An uncharged capacitor has an equal amount of positive and negative charges in both plates, meaning there are ions in both plates which altogether have a neutral charge.
When you connect an uncharged capacitor to a battery, the electrons from the battery’s anode move to the capacitor's plate connected to the anode (plate A on the illustration below), whereas electrons from the other plate of the capacitor (B) move to the battery’s cathode.
Does this mean that the battery is not moving electrons from one plate to the other, rather it’s only moving charges?
Does this mean that all electrons are removed from the ions on the plate (B), and all that’s left on the plate (B) are cations, whereas the plate (A) now has free-floating electrons from the battery, as well as the previously present ions?
If that’s the case, then the illustration above isn’t correct, right? Otherwise, how can there be an equal amount of neutral charges inside both plates once the capacitor is charged?
Best Answer
We generally don't think about electrons and ions in this kind of circuit. We just use charge. We normally assume that the capacitor as a whole remains neutral (the way to say this is that we ignore "stray capacitance" between the capacitor and the environment). If the capacitor is "charged", that means that the plates have equal and opposite charge.
Now if the plates are metal, the negative charge can be understood as extra electrons in the conduction band. The positive charge can be understood as a deficit of electrons in the conduction band. But the electrons in the conduction band are not localized: they don't belong to any particular nucleus, so there are no identifiable ions.

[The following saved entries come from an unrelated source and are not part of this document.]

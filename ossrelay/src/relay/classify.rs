//! Content sniffing for relayed files.
//!
//! Classification looks only at the leading bytes, never at the filename, so a mislabeled or
//! extensionless file is still linked correctly.

/// Magic of a binary glTF container: ASCII "glTF" followed by a little-endian u32 version.
const GLB_MAGIC: &[u8; 4] = b"glTF";
/// Container versions 1 and 2, little-endian.
const GLB_VERSIONS: [[u8; 4]; 2] = [[1, 0, 0, 0], [2, 0, 0, 0]];

/// Coarse content category, deciding which public URL (if any) a stored object gets.
#[derive(Debug, Clone, Copy, PartialEq, Eq, Hash)]
pub enum ContentKind {
    /// PNG or JPEG image
    Image,
    /// Binary glTF (`.glb`) scene
    ModelBinary,
    Unknown,
}

impl ContentKind {
    /// MIME type recorded on the stored object
    pub fn content_type(self, bytes: &[u8]) -> &'static str {
        match self {
            ContentKind::Image => infer::get(bytes).map(|kind| kind.mime_type()).unwrap_or("image/png"),
            ContentKind::ModelBinary => "model/gltf-binary",
            ContentKind::Unknown => "application/octet-stream",
        }
    }
}

/// Classify `bytes` by their signature.
pub fn classify(bytes: &[u8]) -> ContentKind {
    if is_binary_gltf(bytes) {
        return ContentKind::ModelBinary;
    }

    match infer::get(bytes).map(|kind| kind.mime_type()) {
        Some("image/png" | "image/jpeg") => ContentKind::Image,
        _ => ContentKind::Unknown,
    }
}

fn is_binary_gltf(bytes: &[u8]) -> bool {
    match bytes.get(..8) {
        Some(header) => header.starts_with(GLB_MAGIC) && GLB_VERSIONS.iter().any(|v| header[4..] == v[..]),
        None => false,
    }
}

In an "electrolytic" capacitor, one of the plates is an electrolyte, so its charge may be understood as an ionic imbalance. In a semiconductor capacitor, the charge carriers may be holes. But if you just consider charge, you don't have to worry about what it represents at the atomic level.
Note that, in practice, the amount of charge stored is tiny compared to the total charge of electrons in the capacitor. In a semiconductor, you can deplete the free electrons or holes, but the bound electrons greatly outnumber them.